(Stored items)
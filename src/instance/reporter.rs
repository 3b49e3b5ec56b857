use std::sync::Arc;

use uuid::Uuid;

use super::types::ServerState;
use crate::outbound::{OutboundMessage, OutboundQueue};
use crate::work::WorkStatus;

/// Emits progress for the work item driving an operation, plus state changes.
#[derive(Debug, Clone)]
pub struct StatusReporter {
    outbound: Arc<OutboundQueue>,
    work_id: Option<Uuid>,
}

impl StatusReporter {
    pub fn new(outbound: Arc<OutboundQueue>, work_id: Option<Uuid>) -> Self {
        Self { outbound, work_id }
    }

    /// A reporter not tied to any work item (background refreshes).
    pub fn detached(outbound: Arc<OutboundQueue>) -> Self {
        Self::new(outbound, None)
    }

    pub fn progress(&self, message: impl Into<String>) {
        let message = message.into();
        log::info!("{}", message);
        if let Some(work_id) = self.work_id {
            self.outbound.push(OutboundMessage::work_status(
                work_id,
                WorkStatus::InProgress,
                message,
            ));
        }
    }

    pub fn server_state(&self, server_id: Uuid, state: ServerState) {
        log::info!("Game server {} is now {}", server_id, state.name());
        self.outbound
            .push(OutboundMessage::server_state(server_id, state));
    }
}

▸ WORK INSTRUCTION
Line by line, please reproduce the records exactly.

▸ RESULT OF THE EXERCISE
filename src/instance/reporter.rs
repository 3b49e3b5ec56b857
use std::sync::Arc;

use uuid::Uuid;

use super::types::ServerState;
use crate::outbound::{OutboundMessage, OutboundQueue};
use crate::work::WorkStatus;

/// Emits progress for the work item driving an operation, plus state changes.
#[derive(Debug, Clone)]
pub struct StatusReporter {
    outbound: Arc<OutboundQueue>,
    work_id: Option<Uuid>,
}

impl StatusReporter {
    pub fn new(outbound: Arc<OutboundQueue>, work_id: Option<Uuid>) -> Self {
        Self { outbound, work_id }
    }

    /// A reporter not tied to any work item (background refreshes).
    pub fn detached(outbound: Arc<OutboundQueue>) -> Self {
        Self::new(outbound, None)
    }

    pub fn progress(&self, message: impl Into<String>) {
        let message = message.into();
        log::info!("{}", message);
        if let Some(work_id) = self.work_id {
            self.outbound.push(OutboundMessage::work_status(
                work_id,
                WorkStatus::InProgress,
                message,
            ));
        }
    }

    pub fn server_state(&self, server_id: Uuid, state: ServerState) {
        log::info!("Game server {} is now {}", server_id, state.name());
        self.outbound
            .push(OutboundMessage::server_state(server_id, state));
    }
}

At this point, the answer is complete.